# Exercise goal
Using the listing below, print exactly everything from the line with "Quote = April quote" down to the line with "assert_eq!(config.lines.grid.width, 5);", both included, and nothing more.

*** Begin section ***

#[cfg(test)]
pub(crate) mod test {
    use super::*;

    /// A complete configuration with every optional part present
    pub(crate) const SAMPLE: &str = r#"
[General]
Year = 2024
Skip-bitmaps = yes
Title = Family Calendar
Front-cover-text = The {year}{nl}Family Calendar
Birthday-format = {name} ({shortyear})
Deaths-title = In Memoriam
Addresses-title = Addresses
Credits-title = Picture Credits

[Fonts]
Front-cover = Times New Roman, 600, bold
Month = Arial, 500, bold
Year = Arial, 500
Quote = Times New Roman, 200
Weekdays = Arial, 150
Day = Arial, 200, bold
Birthday = Arial, 110
Anniversary = Arial, 110, bold, underline
Deaths-title = Arial, 300
Deaths = Arial, 200
Addresses-title = Arial, 300
Addresses = Arial, 150
Addresses-Name = Arial, 150, bold
Credits-title = Arial, 300
Credits = Arial, 150

[Fill-colors]
Front-cover = 000080
Month = 000000
Year = 000000
Quote = 404040
Weekdays = 000000
Day = 000000
Birthday = 0000FF
Anniversary = FF0000
Deaths-title = 000000
Deaths = 000000
Addresses-title = 000000
Addresses = 000000
Addresses-Name = 000080
Credits-title = 000000
Credits = 000000

[Lines]
Box-outline = 10, 000000
Grid = 5, 808080

[Layout]
Front-cover-text = 50%, 30%
Front-cover-year = 50%, 60%
Month = 600, 300
Day = 50, 30
Birthday = 50, 40
Box = 500, 250, 10500, 1300
Quote = 4000, 350, 10400, 1250
Weekdays = 1350
Grid-margins = 500, 1500, 500, 300
Deaths-title = 50%, 1in
Deaths = 1in, 2in
Addresses-title = 50%, 0.5in
Addresses = 500, 1000
Addresses-wrap = 5000, 8000
Credits-title = 500, 500
Credits = 500, 1000

[January]
Quote = New year, new you.
Box-color = FFE0E0
[February]
Quote = February quote
Box-color = E0FFE0
[March]
Quote = March quote
Box-color = E0E0FF
[April]
Quote = April quote
Box-color = FFFFE0
[May]
Quote = May quote
Box-color = FFE0FF
[June]
Quote = June quote
Box-color = E0FFFF
[July]
Quote = July quote
Box-color = FFF0E0
[August]
Quote = August quote
Box-color = F0FFE0
[September]
Quote = September quote
Box-color = E0F0FF
[October]
Quote = October quote
Box-color = FFE0F0
[November]
Quote = November quote
Box-color = F0E0FF
[December]
Quote = December quote
Box-color = E0FFF0
"#;

    #[test]
    fn parses_a_complete_configuration() {
        let config = CalendarConfig::parse(SAMPLE).expect("can parse configuration");

        assert_eq!(config.general.year, 2024);
        assert!(config.general.skip_bitmaps);
        assert_eq!(config.general.cover_text(), "The 2024\nFamily Calendar");
        assert_eq!(config.output_path(), Path::new(".").join("calendar.pdf"));

        assert_eq!((config.page.width, config.page.height), (11000, 8500));
        assert_eq!(config.styles.anniversary.font, FontSpec::new("Arial", 110).bold().underlined());
        assert_eq!(config.styles.birthday.colour, Colour::new_rgb_bytes(0, 0, 255));
        assert!(config.styles.address_tags.contains_key("name"));
        assert_eq!(config.lines.grid.width, 5);

        assert_eq!(config.layout.front_cover_text, Point::new(5500, 2550));
        assert_eq!(config.layout.year, Point::new(500, 860));
        assert_eq!(config.layout.weekdays, 1350);
        assert_eq!(config.layout.front_cover_image, None);
        assert_eq!(config.layout.grid.cell_width, (11000 - 1000) / 7);
        assert_eq!(config.layout.grid.cell_height, (8500 - 1800) / 6);
        assert_eq!(
            config.layout.addresses_wrap,
            Some(AddressWrap {
                column_advance: 5000,
                max_y: 8000
            })
        );

        assert_eq!(config.month(Month::March).quote, "March quote");
        assert_eq!(config.months[0].box_colour, Colour::new_rgb_bytes(0xFF, 0xE0, 0xE0));
    }

    #[test]
    fn keys_are_case_insensitive() {
        let text = SAMPLE.replace("[General]\nYear = 2024", "[GENERAL]\nyear = 2023");
        let config = CalendarConfig::parse(&text).expect("can parse configuration");
        assert_eq!(config.general.year, 2023);
    }

    #[test]
    fn percent_weekdays_use_the_page_height() {
        let text = SAMPLE.replace("Weekdays = 1350", "Weekdays = 10%");
        let config = CalendarConfig::parse(&text).expect("can parse configuration");
        assert_eq!(config.layout.weekdays, 850);
    }

    #[test]
    fn missing_keys_are_reported() {
        let text = SAMPLE.replace("Day = 50, 30\n", "");
        match CalendarConfig::parse(&text) {
            Err(ConfigError::MissingKey { section, key }) => {
                assert_eq!(section, "Layout");
                assert_eq!(key, "Day");
            }
            other => panic!("expected a missing key, got {other:?}"),
        }
    }

    #[test]
    fn malformed_values_are_reported() {
        let text = SAMPLE.replace("Box = 500, 250, 10500, 1300", "Box = 500, 250, 10500");
        assert!(matches!(
            CalendarConfig::parse(&text),
            Err(ConfigError::Layout { ref key, .. }) if key == "Box"
        ));

        let text = SAMPLE.replace("Month = 600, 300", "Month = 600, 3.5");
        assert!(matches!(CalendarConfig::parse(&text), Err(ConfigError::Layout { .. })));

        let text = SAMPLE.replace("Birthday = 0000FF", "Birthday = blue");
        assert!(matches!(
            CalendarConfig::parse(&text),
            Err(ConfigError::InvalidValue { ref section, .. }) if section == "Fill-colors"
        ));

        let text = SAMPLE.replace("Grid = 5, 808080", "Grid = 0, 808080");
        assert!(matches!(CalendarConfig::parse(&text), Err(ConfigError::InvalidValue { .. })));

        let text = SAMPLE.replace("Skip-bitmaps = yes", "Skip-bitmaps = maybe");
        assert!(matches!(CalendarConfig::parse(&text), Err(ConfigError::InvalidValue { .. })));
    }

    #[test]
    fn grid_margins_must_leave_room() {
        for margins in ["60%, 500, 60%, 500", "500, 5000, 500, 4000", "5500, 500, 5497, 500"] {
            let text = SAMPLE.replace("Grid-margins = 500, 1500, 500, 300", &format!("Grid-margins = {margins}"));
            assert!(
                matches!(
                    CalendarConfig::parse(&text),
                    Err(ConfigError::InvalidValue { ref section, ref key, .. }) if section == "Layout" && key == "Grid-margins"
                ),
                "{margins}"
            );
        }
    }

    #[test]
    fn address_title_doubles_as_a_tag() {
        let config = CalendarConfig::parse(SAMPLE).expect("can parse configuration");
        assert_eq!(config.styles.address_tags.get("title"), config.styles.addresses_title.as_ref());
    }

    #[test]
    fn paper_sizes_and_orientation() {
        let text = SAMPLE.replace("Title = Family Calendar", "Paper-size = A4\nOrientation = portrait");
        let config = CalendarConfig::parse(&text).expect("can parse configuration");
        assert_eq!((config.page.width, config.page.height), (8268, 11693));

        let text = SAMPLE.replace("Title = Family Calendar", "Page-size = 8in, 10in");
        let config = CalendarConfig::parse(&text).expect("can parse configuration");
        assert_eq!((config.page.width, config.page.height), (10000, 8000));

        let text = SAMPLE.replace("Title = Family Calendar", "Paper-size = napkin");
        assert!(matches!(
            CalendarConfig::parse(&text),
            Err(ConfigError::UnknownPaperSize(_))
        ));

        let text = SAMPLE.replace("Title = Family Calendar", "Page-size = 50%, 10in");
        assert!(matches!(CalendarConfig::parse(&text), Err(ConfigError::InvalidValue { .. })));
    }

    #[test]
    fn images_need_layouts_unless_skipped() {
        let text = SAMPLE.replace("Skip-bitmaps = yes", "Skip-bitmaps = no");
        assert!(matches!(
            CalendarConfig::parse(&text),
            Err(ConfigError::MissingKey { ref key, .. }) if key == "Front-cover-image"
        ));
    }

    #[test]
    fn half_configured_parts_are_errors() {
        let text = SAMPLE.replace("Credits = 000000\n", "");
        assert!(matches!(
            CalendarConfig::parse(&text),
            Err(ConfigError::MissingKey { ref section, ref key }) if section == "Fill-colors" && key == "Credits"
        ));
    }

    #[test]
    fn booleans() {
        for yes in ["1", "yes", "TRUE", "On"] {
            assert_eq!(parse_bool(yes), Some(true));
        }
        for no in ["0", "no", "False", "off"] {
            assert_eq!(parse_bool(no), Some(false));
        }
        assert_eq!(parse_bool("2"), None);
    }
}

*** End section ***

# Answer space
Quote = April quote
Box-color = FFFFE0
[May]
Quote = May quote
Box-color = FFE0FF
[June]
Quote = June quote
Box-color = E0FFFF
[July]
Quote = July quote
Box-color = FFF0E0
[August]
Quote = August quote
Box-color = F0FFE0
[September]
Quote = September quote
Box-color = E0F0FF
[October]
Quote = October quote
Box-color = FFE0F0
[November]
Quote = November quote
Box-color = F0E0FF
[December]
Quote = December quote
Box-color = E0FFF0
"#;

    #[test]
    fn parses_a_complete_configuration() {
        let config = CalendarConfig::parse(SAMPLE).expect("can parse configuration");

        assert_eq!(config.general.year, 2024);
        assert!(config.general.skip_bitmaps);
        assert_eq!(config.general.cover_text(), "The 2024\nFamily Calendar");
        assert_eq!(config.output_path(), Path::new(".").join("calendar.pdf"));

        assert_eq!((config.page.width, config.page.height), (11000, 8500));
        assert_eq!(config.styles.anniversary.font, FontSpec::new("Arial", 110).bold().underlined());
        assert_eq!(config.styles.birthday.colour, Colour::new_rgb_bytes(0, 0, 255));
        assert!(config.styles.address_tags.contains_key("name"));
        assert_eq!(config.lines.grid.width, 5);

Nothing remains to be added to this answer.